Cumhurbaşkanı Erdoğan’dan İsrail’e açık açık uyardı: Asla müsaade etmeyeceğiz

Cumhurbaşkanı
Recep Tayyip Erdoğan,
dün KKTC’ye yaptığı ziyaretin dönüşünde uçakta gazetecilerin sorularını yanıtlandırdı.

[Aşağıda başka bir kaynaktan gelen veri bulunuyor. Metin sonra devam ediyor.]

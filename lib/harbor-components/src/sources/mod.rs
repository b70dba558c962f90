//! Source implementations.

/// HTTP push source implementation.
pub mod http_push;
pub use self::http_push::{HttpPushConfiguration, HttpPushSource};
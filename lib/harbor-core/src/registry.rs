//! Tracking registry.
//!
//! The registry maps the [`TrackingId`] of each outstanding submission back to the payload that must be acknowledged
//! once the submission's delivery outcome is known, along with the admission slot the submission holds.

use std::{
    collections::HashMap,
    future::Future,
    sync::atomic::{AtomicUsize, Ordering},
};

use harbor_error::GenericError;
use metrics::Gauge;
use tokio::sync::Mutex;

use crate::{admission::AdmissionPermit, data_model::MetricGroup, tracking::TrackingId};

/// An outstanding submission.
///
/// Entries own their admission permit, so the slot is released when the entry is dropped. An entry that is resubmitted
/// moves its permit into the new registration, keeping the slot held across the retry.
#[derive(Debug)]
pub struct TrackingEntry<P> {
    payload: Option<P>,
    backup: Option<MetricGroup>,
    _permit: AdmissionPermit,
    attempts: u32,
}

impl<P> TrackingEntry<P> {
    /// Creates a new `TrackingEntry` for the given payload, holding the given admission slot.
    pub fn new(payload: P, permit: AdmissionPermit) -> Self {
        Self {
            payload: Some(payload),
            backup: None,
            _permit: permit,
            attempts: 1,
        }
    }

    /// Retains a copy of the submitted group, for resubmission if delivery fails.
    pub fn with_backup(mut self, backup: Option<MetricGroup>) -> Self {
        self.backup = backup;
        self
    }

    /// Takes the payload out of the entry, if it has not already been taken.
    ///
    /// Once the payload of a resubmitted entry has been acknowledged, the entry carries only the backup.
    pub fn take_payload(&mut self) -> Option<P> {
        self.payload.take()
    }

    /// Returns the retained copy of the submitted group, if any.
    pub fn backup(&self) -> Option<&MetricGroup> {
        self.backup.as_ref()
    }

    /// Returns how many times the group has been submitted.
    pub fn attempts(&self) -> u32 {
        self.attempts
    }

    /// Records another submission attempt.
    pub fn record_attempt(&mut self) {
        self.attempts = self.attempts.saturating_add(1);
    }
}

/// A successful registration.
#[derive(Debug)]
pub struct Registered<P> {
    /// Identifier issued by the sink tracker.
    pub id: TrackingId,

    /// An entry that was already registered under the same identifier.
    ///
    /// Sink trackers must never reuse identifiers, so this is only ever set when that invariant is broken. The caller
    /// owns the displaced entry and decides how to resolve it.
    pub displaced: Option<TrackingEntry<P>>,
}

/// A failed registration.
///
/// Submission failed, so nothing was registered and no outcome will be reported. The entry is handed back to the caller
/// to resolve.
#[derive(Debug)]
pub struct SubmitFailed<P> {
    /// Error returned by the sink tracker.
    pub error: GenericError,

    /// The entry that was to be registered.
    pub entry: TrackingEntry<P>,
}

/// Concurrency-safe map of outstanding submissions.
///
/// The map is guarded by a single asynchronous lock. Submission happens while the lock is held, so a delivery outcome
/// that races ahead of submission returning still finds the entry registered: the delivery listener cannot look the
/// identifier up until the entry is in place. A submission that blocks therefore blocks outcome resolution too, which
/// is why [`SinkTracker::submit`][crate::tracking::SinkTracker::submit] must not wait on outcomes being resolved.
///
/// Entries are always handed out by value, and admission slots are released outside of the lock when the caller drops
/// them.
pub struct TrackingRegistry<P> {
    entries: Mutex<HashMap<TrackingId, TrackingEntry<P>>>,
    len: AtomicUsize,
    undelivered: Gauge,
}

impl<P> TrackingRegistry<P> {
    /// Creates a new, empty `TrackingRegistry`.
    ///
    /// `undelivered` is kept up to date with the number of outstanding entries.
    pub fn new(undelivered: Gauge) -> Self {
        Self {
            entries: Mutex::new(HashMap::new()),
            len: AtomicUsize::new(0),
            undelivered,
        }
    }

    /// Submits a group via `submit`, registering `entry` under the issued identifier.
    ///
    /// # Errors
    ///
    /// If submission fails, the entry is returned to the caller along with the error.
    pub async fn register<F>(&self, entry: TrackingEntry<P>, submit: F) -> Result<Registered<P>, SubmitFailed<P>>
    where
        F: Future<Output = Result<TrackingId, GenericError>>,
    {
        let mut entries = self.entries.lock().await;
        match submit.await {
            Ok(id) => {
                let displaced = entries.insert(id, entry);
                self.publish_len(entries.len());
                Ok(Registered { id, displaced })
            }
            Err(error) => Err(SubmitFailed { error, entry }),
        }
    }

    /// Removes the entry registered under `id`.
    ///
    /// Returns `None` if no such entry exists, such as when an outcome is reported twice for the same identifier.
    pub async fn remove(&self, id: TrackingId) -> Option<TrackingEntry<P>> {
        let mut entries = self.entries.lock().await;
        let entry = entries.remove(&id);
        if entry.is_some() {
            self.publish_len(entries.len());
        }
        entry
    }

    /// Removes all entries, returning them for the caller to abandon.
    pub async fn drain(&self) -> Vec<(TrackingId, TrackingEntry<P>)> {
        let mut entries = self.entries.lock().await;
        let drained = entries.drain().collect();
        self.publish_len(0);
        drained
    }

    /// Returns the number of outstanding entries.
    pub fn len(&self) -> usize {
        self.len.load(Ordering::Relaxed)
    }

    /// Returns `true` if there are no outstanding entries.
    pub fn is_empty(&self) -> bool {
        self.len() == 0
    }

    fn publish_len(&self, len: usize) {
        self.len.store(len, Ordering::Relaxed);
        self.undelivered.set(len as f64);
    }
}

Gazze’ye giden gemiye yapılan taarruza tepki
SORU: Gazze’ye insani yardım götüren gemiye Malta’da maalesef bir hücum düzenlendi. Gemide Türk vatandaşları da vardı. Atağın İsrail’e ilişkin dronlarla yapıldığı belirtiliyor. Mavi Marmara saldırısı da hatırlandığında bu olayı nasıl değerlendiriyorsunuz?
CEVAP:
İsrail, milletlerarası hukukun önündeki en büyük tehlikedir. Milletlerarası hukuku çiğnemeyi adet haline getirdiler. Gemilerin, insani gayeli yardım gereci taşıdığı ve memleketler arası seyrüsefer kuralları çerçevesinde hareket ettiğini tüm dünya biliyor. Buna karşın, bu atağın gerçekleştirilmesi, tam manasıyla haydutluktur, korsanlıktır. İsrail, bombalarla, ağır silahlarla yenemediği Filistinlileri, besinden, ilaçtan yoksun bırakarak yenmeye çalışıyor. İsrail gıdayı, pak suyu, ilacı silah olarak kullanıyor. İnsan öldürürler dünya sessiz kalır; katliam yaparlar dünya sessiz kalır, hükümran devletlere saldırırlar dünya sessiz kalır, memleketler arası kuruluşların çalışanlarını öldürür, yapılarını bombalarlar dünya sessiz kalır, göz nazaran göre soykırım kabahati işlerler dünya sessiz kalır. Bu “sessizlik sarmalı” artık son bulmalıdır. Bilinmelidir ki; dünya İsrail’den büyüktür. Büyüklüğünün hakkını vermeli ve dünyayı ateşe vermeye çalışan bu alev topunu söndürmelidir. Yoksa çok geç olacak ve İsrail’e bugün sessiz kalanlar, tarihe bunun hesabını veremeyeceklerdir. İsrail zannetmesin ki; işledikleri kabahatler cezasız kalacaktır. Adalet bir gün yerini bulacaktır.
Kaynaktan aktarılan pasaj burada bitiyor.